Ces différences, je crois, sont de surface. Certes, les genres adoptés et leur traitement formel sont dissemblables, mais le lien est constitué par les personnages. Et surtout par le protagoniste central dont, en règle générale, on ignore le passé. Ainsi, dans Propriété condamnée, Robert Redford est un inconnu qui, un beau matin, descend d'un train dans une localité du Sud. Qui est-il, que fait-il? Il bouleverse l'existence de son entourage. Il agit comme un révélateur de caractères. Il oblige chacun, et lui-même, à se montrer sous son vrai jour. Mieux : à s'assumer totalement, qu'on soit lâche ou téméraire. Dans Jeremiah Johnson, le film débute également par l'arrivée de Redford qui, cette fois, débarque d'un navire. Dans On achève bien les chevaux, Michael Sarrazin surgit dans l'un de ces gigantesques halls transformés en dancing qui singularisaient, à l'époque, la côte californienne. De même, dans un film plus ancien, Les Chasseurs de scalps, Burt Lancaster, après douze mois dans les Rocheuses, regagne son domicile avec, pour toute compagnie, ses deux chevaux. Ne semble-t-il pas, lui aussi, émané du néant, jailli d'un sol vierge? Beaucoup de mes films se présentent comme une boucle qui se referme. Sorti de son anonymat, l'écrivain raté des Trois jours du Condor est acculé, dans la dernière séquence, à s'y replonger. Vivra-t-il longtemps traqué par la Cia? Réussira-t-il à refaire sa vie ailleurs? Sera-t-il abattu par des agents anonymes avant que s'achève la journée?

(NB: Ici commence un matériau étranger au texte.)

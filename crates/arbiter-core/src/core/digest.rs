// crates/arbiter-core/src/core/digest.rs
// ============================================================================
// Module: Arbiter Digest Model
// Description: Structured summaries extracted from text blobs.
// Purpose: Define the digest record appended to the knowledge base.
// Dependencies: serde, crate::core::{identifiers, time}
// ============================================================================

//! ## Overview
//! A digest is the extracted summary of a text blob: surface statistics,
//! detected patterns, and synthesized insights. Digests are append-only and
//! searchable alongside judgments.

// ============================================================================
// SECTION: Imports
// ============================================================================

use std::fmt;

use serde::Deserialize;
use serde::Serialize;

use crate::core::identifiers::DigestId;
use crate::core::time::TimestampMs;

// ============================================================================
// SECTION: Digest Type
// ============================================================================

/// Kind of content a digest summarizes.
#[derive(Debug, Clone, Copy, PartialEq, Eq, Serialize, Deserialize)]
#[serde(rename_all = "snake_case")]
pub enum DigestType {
    /// Prose or mixed text.
    Text,
    /// Source code.
    Code,
    /// Log output.
    Log,
    /// Anything else.
    #[serde(other)]
    Other,
}

impl DigestType {
    /// Returns the stable label for the digest type.
    #[must_use]
    pub const fn as_str(self) -> &'static str {
        match self {
            Self::Text => "text",
            Self::Code => "code",
            Self::Log => "log",
            Self::Other => "other",
        }
    }
}

impl fmt::Display for DigestType {
    fn fmt(&self, f: &mut fmt::Formatter<'_>) -> fmt::Result {
        f.write_str(self.as_str())
    }
}

// ============================================================================
// SECTION: Digest Stats
// ============================================================================

/// Surface statistics captured while digesting.
#[derive(Debug, Clone, Copy, Default, PartialEq, Eq, Serialize, Deserialize)]
pub struct DigestStats {
    /// Line count.
    pub lines: usize,
    /// Word count.
    pub words: usize,
    /// Distinct lowercase word count.
    pub unique_words: usize,
    /// URL occurrences.
    pub urls: usize,
    /// Fenced code block count.
    pub code_fences: usize,
    /// TODO/FIXME marker count.
    pub todo_markers: usize,
}

// ============================================================================
// SECTION: Digest
// ============================================================================

/// Digest content before persistence assigns identity.
#[derive(Debug, Clone, PartialEq, Eq, Serialize, Deserialize)]
pub struct NewDigest {
    /// Where the content came from.
    pub source: String,
    /// Kind of content summarized.
    pub digest_type: DigestType,
    /// Condensed summary of the content.
    pub content: String,
    /// Detected pattern labels.
    pub patterns: Vec<String>,
    /// Synthesized observations.
    pub insights: Vec<String>,
    /// Surface statistics.
    pub metadata: DigestStats,
}

/// Durable digest record.
#[derive(Debug, Clone, PartialEq, Eq, Serialize, Deserialize)]
pub struct Digest {
    /// Stable identifier minted by the persistence layer.
    pub id: DigestId,
    /// Where the content came from.
    pub source: String,
    /// Kind of content summarized.
    pub digest_type: DigestType,
    /// Condensed summary of the content.
    pub content: String,
    /// Detected pattern labels.
    pub patterns: Vec<String>,
    /// Synthesized observations.
    pub insights: Vec<String>,
    /// Surface statistics.
    pub metadata: DigestStats,
    /// Creation timestamp assigned by the persistence layer.
    pub created_at: TimestampMs,
}

impl Digest {
    /// Builds a digest record from content plus assigned identity.
    #[must_use]
    pub fn from_new(new: NewDigest, id: DigestId, created_at: TimestampMs) -> Self {
        Self {
            id,
            source: new.source,
            digest_type: new.digest_type,
            content: new.content,
            patterns: new.patterns,
            insights: new.insights,
            metadata: new.metadata,
            created_at,
        }
    }
}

La majorité de vos héros, ou antihéros, sont des solitaires. Et l'on ne pense pas exclusivement à Condor ou à Joe Bass, mais au jeune couple très entouré de Nos plus belles années. Toutefois ce sont des solitaires qui se rebellent contre les circonstances. Êtes-vous un solitaire?

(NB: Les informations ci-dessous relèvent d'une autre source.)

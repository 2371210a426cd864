// crates/arbiter-core/src/judge/rules.rs
// ============================================================================
// Module: Arbiter Dimension Rules
// Description: Raw scoring rules mapping item facts to dimension scores.
// Purpose: Produce a deterministic [0, 1] score for each rubric dimension.
// Dependencies: crate::core::{item, rubric}, crate::judge::facts
// ============================================================================

//! ## Overview
//! One rule per rubric dimension. Rules are pure functions of the extracted
//! facts and the item shape; they never read the clock, never randomize, and
//! always return a value in [0, 1]. Pinned caller scores bypass these rules
//! entirely.

// ============================================================================
// SECTION: Imports
// ============================================================================

use crate::core::item::Item;
use crate::core::item::ItemType;
use crate::core::rubric::Dimension;
use crate::judge::facts::ItemFacts;
use crate::judge::facts::vocab;

// ============================================================================
// SECTION: Scoring Helpers
// ============================================================================

/// Clamps a score into [0, 1].
#[must_use]
pub fn clamp01(value: f64) -> f64 {
    value.clamp(0.0, 1.0)
}

/// Smooth saturation: approaches 1 as `count` grows past `scale`.
fn saturate(count: usize, scale: f64) -> f64 {
    let value = to_f64(count);
    value / (value + scale)
}

/// Converts a count to `f64` without truncation warnings.
fn to_f64(value: usize) -> f64 {
    u32::try_from(value).map_or(f64::from(u32::MAX), f64::from)
}

/// Scores distance from an ideal band: 1 inside, decaying outside.
fn band(value: f64, low: f64, high: f64) -> f64 {
    if value >= low && value <= high {
        1.0
    } else if value < low {
        clamp01(value / low.max(f64::MIN_POSITIVE))
    } else {
        clamp01(high / value.max(f64::MIN_POSITIVE))
    }
}

// ============================================================================
// SECTION: Dimension Rules
// ============================================================================

/// Computes the raw score for one dimension.
#[must_use]
pub fn raw_score(dimension: Dimension, item: &Item, facts: &ItemFacts) -> f64 {
    let score = match dimension {
        Dimension::SourcePresence => source_presence(facts),
        Dimension::SourceDiversity => source_diversity(facts),
        Dimension::Verification => verification(item),
        Dimension::ClaimSupport => claim_support(facts),
        Dimension::HedgeBalance => hedge_balance(facts),
        Dimension::NumericConsistency => numeric_consistency(facts),
        Dimension::ContradictionAbsence => {
            1.0 - 0.8 * saturate(facts.hits(vocab::CONTRADICTION), 1.0)
        }
        Dimension::LengthBalance => length_balance(item.item_type, facts),
        Dimension::Redundancy => clamp01((facts.unique_word_ratio - 0.3) / 0.5),
        Dimension::Structure => structure(facts),
        Dimension::Readability => band(facts.avg_sentence_len, 6.0, 24.0),
        Dimension::TermConsistency => term_consistency(facts),
        Dimension::Specificity => specificity(facts),
        Dimension::SyntacticValidity => syntactic_validity(item.item_type, facts),
        Dimension::InternalCoherence => {
            0.85 - 0.35
                * saturate(
                    facts.hits(vocab::CONTRADICTION) + facts.hits(vocab::VAGUE),
                    2.0,
                )
        }
        Dimension::EdgeAwareness => 0.3 + 0.7 * saturate(facts.hits(vocab::EDGE), 2.0),
        Dimension::MethodDisclosure => 0.25 + 0.75 * saturate(facts.hits(vocab::METHOD), 2.0),
        Dimension::ErrorHandling => error_handling(item.item_type, facts),
        Dimension::TestEvidence => 0.2 + 0.8 * saturate(facts.hits(vocab::TEST), 2.0),
        Dimension::Actionability => {
            0.25 + 0.75 * saturate(facts.hits(vocab::ACTION) + facts.bullet_count, 3.0)
        }
        Dimension::Novelty => {
            0.8 - 0.5 * saturate(facts.hits(vocab::BOILERPLATE), 1.0)
                + 0.2 * saturate(facts.words, 40.0)
        }
        Dimension::ScopeFit => scope_fit(item.item_type, facts),
        Dimension::Completeness => 1.0 - 0.6 * saturate(facts.hits(vocab::DANGLING), 1.0),
        Dimension::Timeliness => timeliness(item.item_type, facts),
        Dimension::RiskDisclosure => 0.3 + 0.7 * saturate(facts.hits(vocab::RISK), 1.0),
    };
    clamp01(score)
}

/// Scores attached and in-text sourcing.
fn source_presence(facts: &ItemFacts) -> f64 {
    if facts.source_count > 0 {
        0.85 + 0.15 * saturate(facts.source_count, 2.0)
    } else if facts.url_count > 0 {
        0.6
    } else if facts.citation_count > 0 {
        0.5
    } else {
        0.2
    }
}

/// Scores source variety.
fn source_diversity(facts: &ItemFacts) -> f64 {
    if facts.source_count == 0 {
        return 0.3 + 0.3 * saturate(facts.url_count, 2.0);
    }
    let variety = to_f64(facts.distinct_sources) / to_f64(facts.source_count).max(1.0);
    0.3 + 0.7 * variety * saturate(facts.source_count, 1.0)
}

/// Scores the caller-supplied verification flag.
fn verification(item: &Item) -> f64 {
    match item.verified {
        Some(true) => 1.0,
        Some(false) => 0.25,
        None => 0.5,
    }
}

/// Scores how well claims are backed by citations and sources.
fn claim_support(facts: &ItemFacts) -> f64 {
    if facts.sentences == 0 {
        return 0.5;
    }
    let support = to_f64(facts.citation_count + facts.url_count + facts.source_count);
    clamp01(0.3 + 0.7 * (support / to_f64(facts.sentences)))
}

/// Scores hedging density: absent and dominant hedging both lose points.
fn hedge_balance(facts: &ItemFacts) -> f64 {
    if facts.words == 0 {
        return 0.0;
    }
    let density = to_f64(facts.hits(vocab::HEDGE)) / to_f64(facts.words);
    if density == 0.0 {
        0.55
    } else {
        band(density, 0.005, 0.04)
    }
}

/// Scores numeric sanity: digits present but not dominating.
fn numeric_consistency(facts: &ItemFacts) -> f64 {
    if facts.digit_ratio == 0.0 {
        0.6
    } else if facts.digit_ratio < 0.35 {
        0.85
    } else {
        0.45
    }
}

/// Scores content length against the informative band for the item type.
fn length_balance(item_type: ItemType, facts: &ItemFacts) -> f64 {
    let (low, high) = match item_type {
        ItemType::Note | ItemType::Other => (10.0, 250.0),
        ItemType::Code => (5.0, 400.0),
        ItemType::Commit => (6.0, 80.0),
        ItemType::Claim => (4.0, 60.0),
        ItemType::Event => (3.0, 120.0),
    };
    band(to_f64(facts.words), low, high)
}

/// Scores visible structure, with a neutral floor for short content.
fn structure(facts: &ItemFacts) -> f64 {
    if facts.words < 30 {
        return 0.6;
    }
    let markers = facts.bullet_count + facts.heading_count + facts.paragraph_count.saturating_sub(1);
    0.35 + 0.65 * saturate(markers, 2.0)
}

/// Scores identifier style consistency.
fn term_consistency(facts: &ItemFacts) -> f64 {
    if facts.mixed_identifier_styles { 0.45 } else { 0.85 }
}

/// Scores concrete over vague phrasing.
fn specificity(facts: &ItemFacts) -> f64 {
    let concrete = to_f64(facts.concrete_count);
    let vague = to_f64(facts.hits(vocab::VAGUE));
    clamp01((1.0 + concrete) / (1.0 + concrete + 2.0_f64.mul_add(vague, 1.0)))
}

/// Scores syntactic validity hints, strict for code items.
fn syntactic_validity(item_type: ItemType, facts: &ItemFacts) -> f64 {
    match (item_type, facts.balanced_delimiters) {
        (ItemType::Code, true) => 0.95,
        (ItemType::Code, false) => 0.2,
        (_, true) => 0.8,
        (_, false) => 0.4,
    }
}

/// Scores failure-path coverage, weighted for code and commits.
fn error_handling(item_type: ItemType, facts: &ItemFacts) -> f64 {
    let signal = saturate(facts.hits(vocab::ERROR), 2.0);
    match item_type {
        ItemType::Code | ItemType::Commit => 0.7_f64.mul_add(signal, 0.3),
        _ => 0.3_f64.mul_add(signal, 0.5),
    }
}

/// Scores whether the content matches its declared type.
fn scope_fit(item_type: ItemType, facts: &ItemFacts) -> f64 {
    match item_type {
        ItemType::Code => {
            if facts.code_hints {
                0.95
            } else {
                0.4
            }
        }
        ItemType::Claim => {
            if facts.sentences <= 3 {
                0.9
            } else {
                0.6
            }
        }
        ItemType::Event => {
            if facts.has_date || facts.digit_ratio > 0.0 {
                0.85
            } else {
                0.55
            }
        }
        ItemType::Note | ItemType::Commit | ItemType::Other => 0.75,
    }
}

/// Scores temporal anchoring, weighted for events and commits.
fn timeliness(item_type: ItemType, facts: &ItemFacts) -> f64 {
    let anchored = facts.has_date || facts.hits(vocab::TIME) > 0;
    match (item_type, anchored) {
        (ItemType::Event | ItemType::Commit, true) => 0.9,
        (ItemType::Event | ItemType::Commit, false) => 0.45,
        (_, true) => 0.85,
        (_, false) => 0.6,
    }
}

// ============================================================================
// SECTION: Tests
// ============================================================================

#[cfg(test)]
mod tests {
    #![allow(
        clippy::panic,
        clippy::unwrap_used,
        clippy::expect_used,
        reason = "Test-only panic-based assertions are permitted."
    )]

    use super::raw_score;
    use crate::core::item::Item;
    use crate::core::item::ItemType;
    use crate::core::rubric::Dimension;
    use crate::judge::facts::ItemFacts;

    #[test]
    fn every_rule_stays_in_unit_interval() {
        let samples = [
            Item::new(ItemType::Note, "hello"),
            Item::new(ItemType::Code, "fn main() { println!(\"ok\"); }"),
            Item::new(ItemType::Claim, "Latency dropped 40% after the fix [1]."),
            Item::new(ItemType::Event, "deploy finished at 2026-01-12T10:00Z"),
        ];
        for item in &samples {
            let facts = ItemFacts::extract(item);
            for dimension in Dimension::ALL {
                let score = raw_score(dimension, item, &facts);
                assert!((0.0..=1.0).contains(&score), "{dimension} out of range: {score}");
            }
        }
    }

    #[test]
    fn sourced_items_outscore_unsourced_on_source_presence() {
        let mut sourced = Item::new(ItemType::Claim, "Latency dropped.");
        sourced.sources = vec!["https://example.com/report".to_string()];
        let bare = Item::new(ItemType::Claim, "Latency dropped.");
        let sourced_score = raw_score(
            Dimension::SourcePresence,
            &sourced,
            &ItemFacts::extract(&sourced),
        );
        let bare_score =
            raw_score(Dimension::SourcePresence, &bare, &ItemFacts::extract(&bare));
        assert!(sourced_score > bare_score);
    }

    #[test]
    fn broken_code_scores_low_on_syntactic_validity() {
        let broken = Item::new(ItemType::Code, "fn broken( {");
        let score = raw_score(
            Dimension::SyntacticValidity,
            &broken,
            &ItemFacts::extract(&broken),
        );
        assert!(score < 0.3);
    }

    #[test]
    fn verified_flag_drives_verification_score() {
        let mut item = Item::new(ItemType::Note, "checked");
        item.verified = Some(true);
        let facts = ItemFacts::extract(&item);
        assert!((raw_score(Dimension::Verification, &item, &facts) - 1.0).abs() < f64::EPSILON);
        item.verified = Some(false);
        assert!(raw_score(Dimension::Verification, &item, &ItemFacts::extract(&item)) < 0.3);
    }
}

C'est vrai. Pourquoi cet attrait? Franchement, je l'ignore. J'obéis à une impulsion dans le choix de mes protagonistes. Socialement, je suis un homme comblé. Je suis marié depuis dix-sept ans, j'ai trois gosses que j'adore, j'exerce un métier qui me passionne et puis me permettre les fantaisies que j'affectionne. Et cependant, en tant qu'artiste, je suis concerné par la solitude. Peut-être parce que je ressens l'agressivité de la société américaine. Parce que, fasciné par les gens et surtout par les inconnus que je croise lors de mes déplacements, je m'aperçois de leur isolement, de ce qui les blesse ou les trouble.

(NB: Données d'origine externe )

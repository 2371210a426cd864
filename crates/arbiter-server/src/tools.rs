// crates/arbiter-server/src/tools.rs
// ============================================================================
// Module: Tool Router
// Description: Named-operation dispatch for the Arbiter HTTP surface.
// Purpose: Validate tool inputs against schemas and route to the runtime.
// Dependencies: arbiter-core, jsonschema, serde_json
// ============================================================================

//! ## Overview
//! The tool router is the single dispatch point for the operation surface:
//! `judge`, `digest`, `search`, `feedback`, `chain`, `trigger`, and
//! `learning`. Every payload is validated against its JSON Schema before the
//! handler runs; handlers are thin wrappers over the runtime components.

// ============================================================================
// SECTION: Imports
// ============================================================================

use std::collections::BTreeMap;
use std::fmt;
use std::sync::Arc;

use arbiter_core::Item;
use arbiter_core::JudgmentId;
use arbiter_core::NewFeedback;
use arbiter_core::PersistenceError;
use arbiter_core::SessionId;
use arbiter_core::SharedPersistence;
use arbiter_core::Topic;
use arbiter_core::Trigger;
use arbiter_core::TriggerId;
use arbiter_core::UserId;
use arbiter_core::core::DigestType;
use arbiter_core::core::FeedbackOutcome;
use arbiter_core::runtime::CallContext;
use arbiter_core::runtime::ChainError;
use arbiter_core::runtime::ChainManager;
use arbiter_core::runtime::DigestEngine;
use arbiter_core::runtime::JudgmentPipeline;
use arbiter_core::runtime::LearningEngine;
use arbiter_core::runtime::PipelineCaller;
use arbiter_core::runtime::PipelineError;
use arbiter_core::runtime::TriggerEngine;
use jsonschema::Validator;
use serde::Deserialize;
use serde::Serialize;
use serde_json::Value;
use serde_json::json;
use thiserror::Error;

use crate::schemas;

// ============================================================================
// SECTION: Tool Names
// ============================================================================

/// Operations exposed by the server.
#[derive(Debug, Clone, Copy, PartialEq, Eq, PartialOrd, Ord, Serialize)]
#[serde(rename_all = "snake_case")]
pub enum ToolName {
    /// Score an item into a judgment.
    Judge,
    /// Digest a text blob into the knowledge base.
    Digest,
    /// Search judgments and digests.
    Search,
    /// Submit feedback on a judgment.
    Feedback,
    /// Chain status, verification, and repair operations.
    Chain,
    /// Trigger rule management.
    Trigger,
    /// Learning loop operations.
    Learning,
}

impl ToolName {
    /// Every tool in listing order.
    pub const ALL: [Self; 7] = [
        Self::Judge,
        Self::Digest,
        Self::Search,
        Self::Feedback,
        Self::Chain,
        Self::Trigger,
        Self::Learning,
    ];

    /// Returns the wire name of the tool.
    #[must_use]
    pub const fn as_str(self) -> &'static str {
        match self {
            Self::Judge => "judge",
            Self::Digest => "digest",
            Self::Search => "search",
            Self::Feedback => "feedback",
            Self::Chain => "chain",
            Self::Trigger => "trigger",
            Self::Learning => "learning",
        }
    }

    /// Parses a tool from its wire name.
    #[must_use]
    pub fn parse(name: &str) -> Option<Self> {
        Self::ALL.into_iter().find(|tool| tool.as_str() == name)
    }

    /// Returns the human-readable description used in listings.
    #[must_use]
    pub const fn description(self) -> &'static str {
        match self {
            Self::Judge => "Score an item across the rubric and persist the judgment.",
            Self::Digest => "Extract patterns and statistics from a text blob.",
            Self::Search => "Full-text search over judgments and digests.",
            Self::Feedback => "Record a correctness assessment for a judgment.",
            Self::Chain => "Inspect, verify, flush, or repair the judgment chain.",
            Self::Trigger => "Manage event-driven evaluation rules.",
            Self::Learning => "Inspect or adjust the feedback-driven learning state.",
        }
    }

    /// Returns the tool's input schema.
    #[must_use]
    pub fn input_schema(self) -> Value {
        match self {
            Self::Judge => schemas::judge_input_schema(),
            Self::Digest => schemas::digest_input_schema(),
            Self::Search => schemas::search_input_schema(),
            Self::Feedback => schemas::feedback_input_schema(),
            Self::Chain => schemas::chain_input_schema(),
            Self::Trigger => schemas::trigger_input_schema(),
            Self::Learning => schemas::learning_input_schema(),
        }
    }
}

impl fmt::Display for ToolName {
    fn fmt(&self, f: &mut fmt::Formatter<'_>) -> fmt::Result {
        f.write_str(self.as_str())
    }
}

/// Tool definition entry for `GET /api/tools`.
#[derive(Debug, Clone, Serialize)]
pub struct ToolDefinition {
    /// Wire name.
    pub name: &'static str,
    /// Human-readable description.
    pub description: &'static str,
    /// Input JSON Schema.
    pub input_schema: Value,
}

/// Returns the canonical tool listing.
#[must_use]
pub fn tool_definitions() -> Vec<ToolDefinition> {
    ToolName::ALL
        .into_iter()
        .map(|tool| ToolDefinition {
            name: tool.as_str(),
            description: tool.description(),
            input_schema: tool.input_schema(),
        })
        .collect()
}

// ============================================================================
// SECTION: Errors
// ============================================================================

/// Tool routing errors.
///
/// # Invariants
/// - `kind` labels are stable; they appear in HTTP envelopes and audit lines.
#[derive(Debug, Error)]
pub enum ToolError {
    /// No tool with the requested name.
    #[error("unknown tool")]
    UnknownTool,
    /// Payload failed schema validation or decoding.
    #[error("invalid input: {0}")]
    InvalidInput(String),
    /// Referenced record does not exist.
    #[error("not found: {0}")]
    NotFound(String),
    /// Persistence failed.
    #[error("storage error: {0}")]
    Storage(String),
    /// Chain operation failed.
    #[error("chain error: {0}")]
    Chain(String),
    /// A required capability is not configured.
    #[error("unavailable: {0}")]
    Unavailable(String),
    /// Operation was aborted by shutdown or timeout.
    #[error("cancelled: {0}")]
    Cancelled(String),
    /// Response serialization failed.
    #[error("serialization failed")]
    Serialization,
    /// Internal invariant violated.
    #[error("internal error: {0}")]
    Internal(String),
}

impl ToolError {
    /// Returns the stable error kind label.
    #[must_use]
    pub const fn kind(&self) -> &'static str {
        match self {
            Self::UnknownTool => "unknown_tool",
            Self::InvalidInput(_) => "invalid_input",
            Self::NotFound(_) => "not_found",
            Self::Storage(_) => "storage",
            Self::Chain(_) => "chain",
            Self::Unavailable(_) => "unavailable",
            Self::Cancelled(_) => "cancelled",
            Self::Serialization => "serialization",
            Self::Internal(_) => "internal",
        }
    }
}

impl From<PersistenceError> for ToolError {
    fn from(error: PersistenceError) -> Self {
        match error {
            PersistenceError::NotFound(message) => Self::NotFound(message),
            PersistenceError::Invalid(message) => Self::InvalidInput(message),
            other => Self::Storage(other.to_string()),
        }
    }
}

impl From<PipelineError> for ToolError {
    fn from(error: PipelineError) -> Self {
        match error {
            PipelineError::InvalidInput(message) => Self::InvalidInput(message),
            PipelineError::Storage(storage) => storage.into(),
        }
    }
}

impl From<ChainError> for ToolError {
    fn from(error: ChainError) -> Self {
        match error {
            ChainError::Storage(storage) => storage.into(),
            other => Self::Chain(other.to_string()),
        }
    }
}

// ============================================================================
// SECTION: Requests
// ============================================================================

/// Per-call context accepted by the `judge` tool.
#[derive(Debug, Clone, Default, Deserialize)]
struct JudgeContextRequest {
    /// Optional knowledge prior in [0, 1].
    #[serde(default)]
    prior: Option<f64>,
}

/// `judge` request payload.
#[derive(Debug, Deserialize)]
struct JudgeRequest {
    /// Item to score.
    item: Item,
    /// Optional scoring context.
    #[serde(default)]
    context: Option<JudgeContextRequest>,
    /// Optional user isolation key.
    #[serde(default)]
    user_id: Option<UserId>,
    /// Optional session isolation key.
    #[serde(default)]
    session_id: Option<SessionId>,
}

/// `digest` request payload.
#[derive(Debug, Deserialize)]
struct DigestRequest {
    /// Text blob to digest.
    content: String,
    /// Where the content came from.
    #[serde(default)]
    source: Option<String>,
    /// Kind of content.
    #[serde(default, rename = "type")]
    digest_type: Option<DigestType>,
}

/// Search scopes accepted by the `search` tool.
#[derive(Debug, Clone, Copy, Default, Deserialize, PartialEq, Eq)]
#[serde(rename_all = "snake_case")]
enum SearchScope {
    /// Judgments only.
    Judgments,
    /// Digests only.
    Knowledge,
    /// Judgments and digests.
    #[default]
    All,
}

/// `search` request payload.
#[derive(Debug, Deserialize)]
struct SearchRequest {
    /// Query text.
    query: String,
    /// Search scope.
    #[serde(default, rename = "type")]
    scope: SearchScope,
    /// Maximum results per scope.
    #[serde(default)]
    limit: Option<usize>,
}

/// `feedback` request payload.
#[derive(Debug, Deserialize)]
struct FeedbackRequest {
    /// Judgment the feedback refers to.
    judgment_id: JudgmentId,
    /// Assessment outcome.
    outcome: FeedbackOutcome,
    /// Optional free-text reason.
    #[serde(default)]
    reason: Option<String>,
    /// Optional observed composite score.
    #[serde(default)]
    actual_score: Option<u8>,
    /// Optional user isolation key.
    #[serde(default)]
    user_id: Option<UserId>,
    /// Optional session isolation key.
    #[serde(default)]
    session_id: Option<SessionId>,
}

/// `chain` request payload.
#[derive(Debug, Deserialize)]
#[serde(tag = "action", rename_all = "snake_case")]
enum ChainRequest {
    /// Chain status snapshot.
    Status,
    /// Walk the chain verifying integrity.
    Verify {
        /// Slot to start from; defaults to genesis.
        #[serde(default)]
        from_slot: Option<u64>,
    },
    /// Current head block.
    Head,
    /// Block at a specific slot.
    Block {
        /// Slot to load.
        slot: u64,
    },
    /// Most recent blocks.
    Recent {
        /// Maximum blocks to return.
        #[serde(default)]
        limit: Option<usize>,
    },
    /// Chain export in ascending slot order.
    Export {
        /// Maximum blocks to export.
        #[serde(default)]
        limit: Option<usize>,
    },
    /// Force-seal the pending batch.
    Flush,
    /// Restore block slots on linked-but-unmarked judgments.
    Relink,
    /// Seal stored-but-unchained judgments into a recovery block.
    Adopt,
    /// Destroy all persisted state.
    Reset {
        /// Must equal the exact confirmation token.
        confirmation_token: String,
    },
}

En visionnant Les Trois Jours du Condor, on se dit que, sur le plan de l'intrigue, on pourrait substituer à la Cia une organisation différente. On pourrait même, sans danger pour le suspense, transférer l'histoire entière à une autre époque.
En effet, puisque le vrai sujet, c'est l'homme agressé par un pouvoir malade. Pour moi, la Cia est moins la Cia qu'une forme de bureaucratie dénaturée. On doit pouvoir en trouver des équivalents au dix-neuvième siècle, durant la Renaissance, sous les fascismes allemand et italien.
Quand vous avez lu le récit dont s'inspire Les Trois Jours du Condor, avez-vous d'emblée réagi à la marginalité du héros ainsi qu'à une bureaucratie devenue folle?
À vrai dire, non. Les trois éléments qui m'ont sensibilisé, ce sont la suspicion, l'isolement brutal et un courage confiant. Par ces deux derniers mots j'entends ce qui permet à Redford de ruser et même d'acculer ses adversaires. C'est la même vertu qui inclinera Faye Dunaway, chez qui Redford s'est installé de force et a tenté d'expliquer ce qui lui arrive, de sympathiser avec ce fugitif surgi du crépuscule de Brooklyn, sans passé, et de lui prêter main forte. En réalité, dans ce film-ci, comme dans Jeremiah Johnson, Château en Enfer ou Yakusa, le courage vient de l'obstination de l'homme à survivre. C'est dans cette mesure que moi, auquel on a reproché de concevoir des oeuvres pessimistes, je suis positif à l'égard du futur. Les circonstances dans lesquelles naviguent les États-Unis et le reste de la planète m'accablent, mais l'énergie des marginaux, leurs parades, voilà qui me fortifie !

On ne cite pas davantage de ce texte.